ROLAND BARTHES (1915-1980)

PART FIVE

The Pleasure of the Text (1973)

In his 1997 history of Structuralism, History of Structuralism: Volume One: The Rising Sign, 1945-1966, François Dosse described Roland Barthes in a number of ways–“the Mother Figure of Structuralism,” “one of structuralism’s best barometers,” “a weather vane for structuralism,” “a mythic figure of structuralism.” Most importantly and all in his opening paragraph on Barthes, Dosse described Barthes in terms of “his flexibility with regard to theories” quick to embrace them, Barthes was just as quick to disengage from them.” As Dosse summed up, in his early career, Barthes was writing in the midst of a post-war crisis in literature which had produced no notable writer since Marcel Proust. He wanted to get beyond this impasse of alienated writing, from political writing to academic writing to the direction suggested by Stéphane Mallarmé–the silence of writing that is the break from the expected or that which was required by the establishment, a state termed “white writing.”

According to Barthes, after 1848 and the breakdown of the social order into fragmented classes, serious writing began to reflect upon writing as writing and to write was to contend–self-consciously or self-reflexively with literature itself. This new approach to language as writing or literature about literature can be traced from Gustave Flaubert to Mallarmé to Proust to the Surrealists to writers of the era of Barthes whom he championed, Alain Robbe-Grillet and Albert Camus. At this last stage,the end of the fifties, according to Barthes, writing arrives at its end-point or what he called zero degree writing or “écriture blanche.” The “white” or neutral writer refuses commitment to either style of ideology and struggles against conventional literature, which Barthes called lisable or “readerly, in favor of writing that is scriptible or writerly, which questioned writing and literary conventions. As a critic who was “nauseated” by the old order, Barthes was particularly attentive to the new writes who, as artists, where also searching for a nouveau récit–a new way of writing–an new narration.

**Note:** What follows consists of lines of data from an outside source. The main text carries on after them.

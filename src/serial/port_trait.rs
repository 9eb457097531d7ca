//! Trait abstraction for serial port operations to enable testing

use async_trait::async_trait;
use std::io;

/// Trait for serial port I/O operations
#[async_trait]
pub trait SerialPortIO: Send {
    /// Write all data to the port
    async fn write_all(&mut self, data: &[u8]) -> io::Result<()>;

    /// Flush the output buffer
    async fn flush(&mut self) -> io::Result<()>;

    /// Read available bytes into `buf`, returning how many were read
    ///
    /// `Ok(0)` means the port was closed.
    async fn read(&mut self, buf: &mut [u8]) -> io::Result<usize>;
}

/// Wrapper around tokio_serial::SerialStream that implements SerialPortIO
pub struct TokioSerialPort {
    port: tokio_serial::SerialStream,
}

impl TokioSerialPort {
    pub fn new(port: tokio_serial::SerialStream) -> Self {
        Self { port }
    }
}

#[async_trait]
impl SerialPortIO for TokioSerialPort {
    async fn write_all(&mut self, data: &[u8]) -> io::Result<()> {
        use tokio::io::AsyncWriteExt;
        self.port.write_all(data).await
    }

    async fn flush(&mut self) -> io::Result<()> {
        use tokio::io::AsyncWriteExt;
        self.port.flush().await
    }

    async fn read(&mut self, buf: &mut [u8]) -> io::Result<usize> {
        use tokio::io::AsyncReadExt;
        self.port.read(buf).await
    }
}
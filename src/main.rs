//! # Jog Bridge
//!
//! Jog a lab gantry with a PlayStation controller.
//!
//! Binds to the first Sony controller found (or the configured device),
//! connects to the machine over serial, and runs the jog loop until the PS
//! button is pressed, the controller goes away, or Ctrl+C is received.
//!
//! # Examples
//!
//! Dry run against the in-memory machine:
//! ```bash
//! cargo run --release -- --simulate --new-record
//! ```
//!
//! Expected output:
//! ```text
//! INFO jog_bridge: Jog Bridge v0.1.0 starting...
//! INFO jog_bridge::controller::gamepad: Found controller "Wireless Controller" at: /dev/input/event21
//! INFO jog_bridge::control: Jog mode on Wireless Controller (poll every 20ms, large step 10, stick step 1)
//! ```

use anyhow::{Context, Result};
use clap::Parser;
use std::path::{Path, PathBuf};
use std::time::Duration;
use tokio::sync::watch;
use tracing::{info, warn};
use tracing_appender::non_blocking::WorkerGuard;
use tracing_subscriber::layer::SubscriberExt;
use tracing_subscriber::util::SubscriberInitExt;
use tracing_subscriber::EnvFilter;

use jog_bridge::config::{Config, LoggingConfig};
use jog_bridge::control::{ControlLoop, LoopSettings};
use jog_bridge::controller::gamepad::Gamepad;
use jog_bridge::machine::gcode::{GcodeMachine, GcodeSettings};
use jog_bridge::machine::simulated::SimulatedMachine;
use jog_bridge::machine::{CalibrationMarks, Machine};
use jog_bridge::record::{read_records, PositionRecorder};
use jog_bridge::serial::DuetSerial;

/// Log file name prefix inside `[logging] log_dir`
const LOG_FILE_PREFIX: &str = "jog-bridge.log";

#[derive(Parser, Debug)]
#[command(name = "jog-bridge")]
#[command(version)]
#[command(about = "Jog a lab gantry with a PlayStation controller")]
struct Args {
    /// Path to the configuration file
    #[arg(short, long, default_value = "config/default.toml")]
    config: PathBuf,

    /// Record file (overrides [record] path)
    #[arg(short, long, value_name = "FILE")]
    record: Option<PathBuf>,

    /// Start a new, empty record file
    #[arg(long)]
    new_record: bool,

    /// Drive the in-memory machine instead of the serial one
    #[arg(short, long)]
    simulate: bool,
}

/// Loads `--config`, falling back to defaults when the file does not exist,
/// then applies the command line overrides and validates the result.
///
/// Returns whether the defaults were used so the caller can warn once
/// logging is up.
fn load_config(args: &Args) -> Result<(Config, bool)> {
    let path = args.config.as_path();
    let defaulted = !path.exists();

    let mut config = if defaulted {
        Config::default()
    } else {
        Config::read(path)
            .with_context(|| format!("Failed to load configuration from {}", path.display()))?
    };

    if let Some(record) = &args.record {
        config.record.path = record.display().to_string();
    }
    if args.simulate {
        config.simulation.enabled = true;
    }

    config
        .validate()
        .with_context(|| format!("Invalid configuration in {}", path.display()))?;
    Ok((config, defaulted))
}

/// Logs how many positions the record file holds.
///
/// The file may predate this session, so unreadable content is only
/// reported.
fn log_record_summary(path: &Path) {
    if !path.exists() {
        return;
    }
    match read_records(path) {
        Ok(records) => info!("{} positions in {}", records.len(), path.display()),
        Err(e) => warn!("Could not read back {}: {}", path.display(), e),
    }
}

/// Installs the console subscriber, plus a daily log file when `log_dir` is set.
///
/// The returned guard must be kept alive for file output to be flushed.
fn init_logging(logging: &LoggingConfig) -> Result<Option<WorkerGuard>> {
    let filter = EnvFilter::try_from_default_env()
        .or_else(|_| EnvFilter::try_new(&logging.level))
        .context("Invalid log filter")?;

    let console = tracing_subscriber::fmt::layer();

    if logging.log_dir.is_empty() {
        tracing_subscriber::registry().with(filter).with(console).init();
        return Ok(None);
    }

    let appender = tracing_appender::rolling::daily(&logging.log_dir, LOG_FILE_PREFIX);
    let (writer, guard) = tracing_appender::non_blocking(appender);
    let file = tracing_subscriber::fmt::layer()
        .with_writer(writer)
        .with_ansi(false);

    tracing_subscriber::registry()
        .with(filter)
        .with(console)
        .with(file)
        .init();
    Ok(Some(guard))
}

/// Spawns a task that flips the quit flag on Ctrl+C.
fn spawn_ctrl_c_watch() -> watch::Receiver<bool> {
    let (tx, rx) = watch::channel(false);
    tokio::spawn(async move {
        if tokio::signal::ctrl_c().await.is_ok() {
            info!("Received Ctrl+C, shutting down...");
            let _ = tx.send(true);
        }
    });
    rx
}

/// Runs one jog session against `machine`.
async fn jog<M: Machine>(
    machine: &mut M,
    config: &Config,
    recorder: PositionRecorder,
    marks: &mut CalibrationMarks,
) -> Result<()> {
    let controller = Gamepad::open_configured(&config.controller.device_path)
        .context("No controller available")?;
    info!("Controller opened at: {}", controller.device_path());

    ControlLoop::new(machine, controller, recorder, marks)
        .with_settings(LoopSettings::from_config(config))
        .with_quit_signal(spawn_ctrl_c_watch())
        .run()
        .await?;
    Ok(())
}

/// Main entry point for Jog Bridge
///
/// # Errors
///
/// Returns error if:
/// - The configuration file exists but is invalid
/// - The record file cannot be created
/// - No controller or serial port can be opened
/// - The machine rejects or does not answer a command
#[tokio::main(flavor = "current_thread")]
async fn main() -> Result<()> {
    let args = Args::parse();

    let (config, defaulted) = load_config(&args)?;

    let _log_guard = init_logging(&config.logging)?;

    info!("Jog Bridge v{} starting...", env!("CARGO_PKG_VERSION"));
    if defaulted {
        warn!("{} not found, using default configuration", args.config.display());
    }

    let recorder = if args.new_record || config.record.truncate_on_start {
        PositionRecorder::initialize(&config.record.path)
            .with_context(|| format!("Failed to create record file {}", config.record.path))?
    } else {
        PositionRecorder::new(&config.record.path)
    };
    info!("Recording positions to {}", recorder.path().display());

    let mut marks = CalibrationMarks::default();

    if config.simulation.enabled {
        info!("Simulation mode: no machine connected");
        let mut machine = SimulatedMachine::new(
            config.simulation.axis_limits(),
            config.simulation.start_position(),
        );
        jog(&mut machine, &config, recorder.clone(), &mut marks).await?;
        info!(
            "Simulated machine finished at {:?} after {} moves",
            machine.current_position(),
            machine.move_count()
        );
    } else {
        let serial = DuetSerial::open(&config.serial.port, config.serial.baud_rate)?;
        info!("Machine serial port opened at: {}", serial.device_path());

        let settings = GcodeSettings {
            response_timeout: Duration::from_millis(config.serial.timeout_ms),
            feed_rate: config.motion.feed_rate,
        };
        let mut machine = GcodeMachine::connect(serial.into_port(), settings).await?;
        jog(&mut machine, &config, recorder.clone(), &mut marks).await?;
    }

    info!("Calibration marks: {:?}", marks);
    log_record_summary(recorder.path());

    Ok(())
}

#[cfg(test)]
mod tests {
    use super::*;
    use std::io::Write;
    use tempfile::NamedTempFile;

    #[test]
    fn test_args_defaults() {
        let args = Args::parse_from(["jog-bridge"]);
        assert_eq!(args.config, PathBuf::from("config/default.toml"));
        assert!(args.record.is_none());
        assert!(!args.new_record);
        assert!(!args.simulate);
    }

    #[test]
    fn test_args_flags() {
        let args = Args::parse_from([
            "jog-bridge",
            "--config",
            "lab.toml",
            "--record",
            "tool3.txt",
            "--new-record",
            "--simulate",
        ]);
        assert_eq!(args.config, PathBuf::from("lab.toml"));
        assert_eq!(args.record, Some(PathBuf::from("tool3.txt")));
        assert!(args.new_record);
        assert!(args.simulate);
    }

    fn config_file(contents: &str) -> NamedTempFile {
        let mut file = NamedTempFile::new().unwrap();
        file.write_all(contents.as_bytes()).unwrap();
        file.flush().unwrap();
        file
    }

    fn args_for(path: &Path, extra: &[&str]) -> Args {
        let mut argv = vec!["jog-bridge", "--config", path.to_str().unwrap()];
        argv.extend_from_slice(extra);
        Args::parse_from(argv)
    }

    #[test]
    fn test_missing_config_falls_back_to_defaults() {
        let args = args_for(Path::new("/nonexistent/jog-bridge.toml"), &[]);
        let (config, defaulted) = load_config(&args).unwrap();
        assert!(defaulted);
        assert_eq!(config.motion.large_step, 10.0);
    }

    #[test]
    fn test_invalid_config_is_an_error() {
        let file = config_file("[serial]\nbaud_rate = 1\n");
        assert!(load_config(&args_for(file.path(), &[])).is_err());
    }

    #[test]
    fn test_simulate_flag_applies_before_validation() {
        let file = config_file("[serial]\nport = \"\"\n");

        assert!(load_config(&args_for(file.path(), &[])).is_err());

        let (config, _) = load_config(&args_for(file.path(), &["--simulate"])).unwrap();
        assert!(config.simulation.enabled);
    }

    #[test]
    fn test_record_flag_overrides_config() {
        let file = config_file("[record]\npath = \"from_config.txt\"\n");
        let (config, _) = load_config(&args_for(file.path(), &["--record", "tool3.txt"])).unwrap();
        assert_eq!(config.record.path, "tool3.txt");
    }

    #[test]
    fn test_shipped_config_is_valid() {
        let path = Path::new(env!("CARGO_MANIFEST_DIR")).join("config/default.toml");
        let (config, defaulted) = load_config(&args_for(&path, &[])).unwrap();
        assert!(!defaulted);
        assert_eq!(config.serial.port, "/dev/ttyACM0");
    }

    #[test]
    fn test_record_summary_tolerates_bad_content() {
        let file = config_file("1,2,3\nnot a record\n");
        log_record_summary(file.path());
        log_record_summary(Path::new("/nonexistent/positions.txt"));
    }
}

Barthes found an artist whose writings deserved his support, Alain Robbe-Grillet (1922-2008) whose first two novels The Erasers (1953) and The Voyeur (1955) had not exactly attracted critical acclaim. But when Barthes supported his third book, Jealousy (1957), the career of Robbe-Grillet was established, thanks to the reception of a voice very respected in literary circles. For Barthes, the novel was “objective” or a turn towards the object, but for Robbe-Grillet, the term became to rigid. That said, in 1956, he wrote an essay “For the New Novel” (which later named an entire literary movement) that stated,

Instead of this universe of “signification” (psychological, social, functional), we must try, then, to construct a world both more solid and more immediate. Let it be first of all by their presence that objects and gestures establish themselves, and let this presence continue to prevail over whatever explanation or theory that may try to enclose them in a system of references, whether emotional, sociological, freudian or metaphysical. In this future universe of the novel, gestures and objects will be there before being something..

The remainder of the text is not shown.